Aim of the task
A faithful transcription of all the records is required.

Material for this exercise
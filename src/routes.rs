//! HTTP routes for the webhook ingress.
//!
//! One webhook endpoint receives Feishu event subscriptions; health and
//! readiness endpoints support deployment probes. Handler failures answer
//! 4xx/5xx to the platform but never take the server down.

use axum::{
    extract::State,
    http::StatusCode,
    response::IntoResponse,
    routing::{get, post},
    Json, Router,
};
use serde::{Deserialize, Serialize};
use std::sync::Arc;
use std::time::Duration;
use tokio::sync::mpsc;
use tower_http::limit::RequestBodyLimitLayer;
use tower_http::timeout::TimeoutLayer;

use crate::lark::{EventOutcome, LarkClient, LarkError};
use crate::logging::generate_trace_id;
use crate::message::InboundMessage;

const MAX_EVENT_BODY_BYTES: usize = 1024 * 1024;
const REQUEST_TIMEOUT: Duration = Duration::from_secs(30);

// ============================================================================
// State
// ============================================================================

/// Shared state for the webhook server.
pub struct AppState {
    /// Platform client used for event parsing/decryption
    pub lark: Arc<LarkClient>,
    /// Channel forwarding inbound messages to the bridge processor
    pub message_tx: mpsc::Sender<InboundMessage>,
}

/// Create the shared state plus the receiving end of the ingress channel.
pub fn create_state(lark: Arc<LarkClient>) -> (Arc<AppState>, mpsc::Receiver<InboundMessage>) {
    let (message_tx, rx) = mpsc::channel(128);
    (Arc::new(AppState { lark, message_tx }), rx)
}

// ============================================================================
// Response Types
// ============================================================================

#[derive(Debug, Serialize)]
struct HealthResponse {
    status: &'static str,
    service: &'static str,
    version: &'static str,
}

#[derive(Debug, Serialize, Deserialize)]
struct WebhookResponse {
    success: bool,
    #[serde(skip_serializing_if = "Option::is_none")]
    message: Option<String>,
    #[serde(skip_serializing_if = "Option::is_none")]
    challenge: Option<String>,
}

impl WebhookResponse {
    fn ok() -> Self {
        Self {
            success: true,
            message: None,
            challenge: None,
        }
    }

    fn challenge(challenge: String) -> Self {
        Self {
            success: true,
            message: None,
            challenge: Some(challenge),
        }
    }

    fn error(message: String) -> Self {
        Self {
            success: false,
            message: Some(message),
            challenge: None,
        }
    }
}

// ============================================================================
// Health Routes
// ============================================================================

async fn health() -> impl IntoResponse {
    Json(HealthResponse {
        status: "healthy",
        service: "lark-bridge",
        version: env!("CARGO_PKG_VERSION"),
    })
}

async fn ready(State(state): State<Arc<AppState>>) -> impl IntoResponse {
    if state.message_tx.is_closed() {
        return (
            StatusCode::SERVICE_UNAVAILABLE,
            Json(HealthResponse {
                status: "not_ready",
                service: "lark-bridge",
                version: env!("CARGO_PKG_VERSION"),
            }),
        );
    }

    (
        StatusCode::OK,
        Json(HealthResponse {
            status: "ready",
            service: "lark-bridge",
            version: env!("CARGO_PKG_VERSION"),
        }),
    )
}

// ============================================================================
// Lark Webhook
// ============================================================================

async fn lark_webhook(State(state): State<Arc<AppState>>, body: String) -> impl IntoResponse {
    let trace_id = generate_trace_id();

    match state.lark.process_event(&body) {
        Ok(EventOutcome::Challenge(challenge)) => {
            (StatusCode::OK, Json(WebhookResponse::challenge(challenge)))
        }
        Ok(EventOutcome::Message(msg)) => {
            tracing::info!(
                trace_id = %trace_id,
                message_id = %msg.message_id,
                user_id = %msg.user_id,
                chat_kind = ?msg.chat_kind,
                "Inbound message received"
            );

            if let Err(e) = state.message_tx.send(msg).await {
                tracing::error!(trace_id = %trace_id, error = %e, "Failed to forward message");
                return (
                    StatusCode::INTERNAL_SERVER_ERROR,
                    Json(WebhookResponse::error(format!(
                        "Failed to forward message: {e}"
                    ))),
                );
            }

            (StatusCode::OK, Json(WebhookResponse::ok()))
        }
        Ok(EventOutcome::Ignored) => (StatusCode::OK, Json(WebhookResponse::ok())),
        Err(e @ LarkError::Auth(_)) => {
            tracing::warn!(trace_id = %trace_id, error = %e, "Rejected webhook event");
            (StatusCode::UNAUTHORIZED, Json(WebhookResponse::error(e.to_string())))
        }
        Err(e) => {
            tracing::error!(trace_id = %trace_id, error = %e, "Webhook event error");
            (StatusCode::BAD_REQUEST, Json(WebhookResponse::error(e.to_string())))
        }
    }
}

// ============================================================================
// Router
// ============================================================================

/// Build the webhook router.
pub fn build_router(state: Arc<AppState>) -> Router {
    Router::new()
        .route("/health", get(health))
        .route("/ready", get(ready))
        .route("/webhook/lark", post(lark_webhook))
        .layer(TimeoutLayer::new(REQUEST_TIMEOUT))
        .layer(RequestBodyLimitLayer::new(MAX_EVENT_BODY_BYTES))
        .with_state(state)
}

Response
filename src/routes.rs
//! HTTP routes for the webhook ingress.
//!
//! One webhook endpoint receives Feishu event subscriptions; health and
//! readiness endpoints support deployment probes. Handler failures answer
//! 4xx/5xx to the platform but never take the server down.

use axum::{
    extract::State,
    http::StatusCode,
    response::IntoResponse,
    routing::{get, post},
    Json, Router,
};
use serde::{Deserialize, Serialize};
use std::sync::Arc;
use std::time::Duration;
use tokio::sync::mpsc;
use tower_http::limit::RequestBodyLimitLayer;
use tower_http::timeout::TimeoutLayer;

use crate::lark::{EventOutcome, LarkClient, LarkError};
use crate::logging::generate_trace_id;
use crate::message::InboundMessage;

const MAX_EVENT_BODY_BYTES: usize = 1024 * 1024;
const REQUEST_TIMEOUT: Duration = Duration::from_secs(30);

// ============================================================================
// State
// ============================================================================

/// Shared state for the webhook server.
pub struct AppState {
    /// Platform client used for event parsing/decryption
    pub lark: Arc<LarkClient>,
    /// Channel forwarding inbound messages to the bridge processor
    pub message_tx: mpsc::Sender<InboundMessage>,
}

/// Create the shared state plus the receiving end of the ingress channel.
pub fn create_state(lark: Arc<LarkClient>) -> (Arc<AppState>, mpsc::Receiver<InboundMessage>) {
    let (message_tx, rx) = mpsc::channel(128);
    (Arc::new(AppState { lark, message_tx }), rx)
}

// ============================================================================
// Response Types
// ============================================================================

#[derive(Debug, Serialize)]
struct HealthResponse {
    status: &'static str,
    service: &'static str,
    version: &'static str,
}

#[derive(Debug, Serialize, Deserialize)]
struct WebhookResponse {
    success: bool,
    #[serde(skip_serializing_if = "Option::is_none")]
    message: Option<String>,
    #[serde(skip_serializing_if = "Option::is_none")]
    challenge: Option<String>,
}

impl WebhookResponse {
    fn ok() -> Self {
        Self {
            success: true,
            message: None,
            challenge: None,
        }
    }

    fn challenge(challenge: String) -> Self {
        Self {
            success: true,
            message: None,
            challenge: Some(challenge),
        }
    }

    fn error(message: String) -> Self {
        Self {
            success: false,
            message: Some(message),
            challenge: None,
        }
    }
}

// ============================================================================
// Health Routes
// ============================================================================

async fn health() -> impl IntoResponse {
    Json(HealthResponse {
        status: "healthy",
        service: "lark-bridge",
        version: env!("CARGO_PKG_VERSION"),
    })
}

async fn ready(State(state): State<Arc<AppState>>) -> impl IntoResponse {
    if state.message_tx.is_closed() {
        return (
            StatusCode::SERVICE_UNAVAILABLE,
            Json(HealthResponse {
                status: "not_ready",
                service: "lark-bridge",
                version: env!("CARGO_PKG_VERSION"),
            }),
        );
    }

    (
        StatusCode::OK,
        Json(HealthResponse {
            status: "ready",
            service: "lark-bridge",
            version: env!("CARGO_PKG_VERSION"),
        }),
    )
}

// ============================================================================
// Lark Webhook
// ============================================================================

async fn lark_webhook(State(state): State<Arc<AppState>>, body: String) -> impl IntoResponse {
    let trace_id = generate_trace_id();

    match state.lark.process_event(&body) {
        Ok(EventOutcome::Challenge(challenge)) => {
            (StatusCode::OK, Json(WebhookResponse::challenge(challenge)))
        }
        Ok(EventOutcome::Message(msg)) => {
            tracing::info!(
                trace_id = %trace_id,
                message_id = %msg.message_id,
                user_id = %msg.user_id,
                chat_kind = ?msg.chat_kind,
                "Inbound message received"
            );

            if let Err(e) = state.message_tx.send(msg).await {
                tracing::error!(trace_id = %trace_id, error = %e, "Failed to forward message");
                return (
                    StatusCode::INTERNAL_SERVER_ERROR,
                    Json(WebhookResponse::error(format!(
                        "Failed to forward message: {e}"
                    ))),
                );
            }

            (StatusCode::OK, Json(WebhookResponse::ok()))
        }
        Ok(EventOutcome::Ignored) => (StatusCode::OK, Json(WebhookResponse::ok())),
        Err(e @ LarkError::Auth(_)) => {
            tracing::warn!(trace_id = %trace_id, error = %e, "Rejected webhook event");
            (StatusCode::UNAUTHORIZED, Json(WebhookResponse::error(e.to_string())))
        }
        Err(e) => {
            tracing::error!(trace_id = %trace_id, error = %e, "Webhook event error");
            (StatusCode::BAD_REQUEST, Json(WebhookResponse::error(e.to_string())))
        }
    }
}

// ============================================================================
// Router
// ============================================================================

/// Build the webhook router.
pub fn build_router(state: Arc<AppState>) -> Router {
    Router::new()
        .route("/health", get(health))
        .route("/ready", get(ready))
        .route("/webhook/lark", post(lark_webhook))
        .layer(TimeoutLayer::new(REQUEST_TIMEOUT))
        .layer(RequestBodyLimitLayer::new(MAX_EVENT_BODY_BYTES))
        .with_state(state)
}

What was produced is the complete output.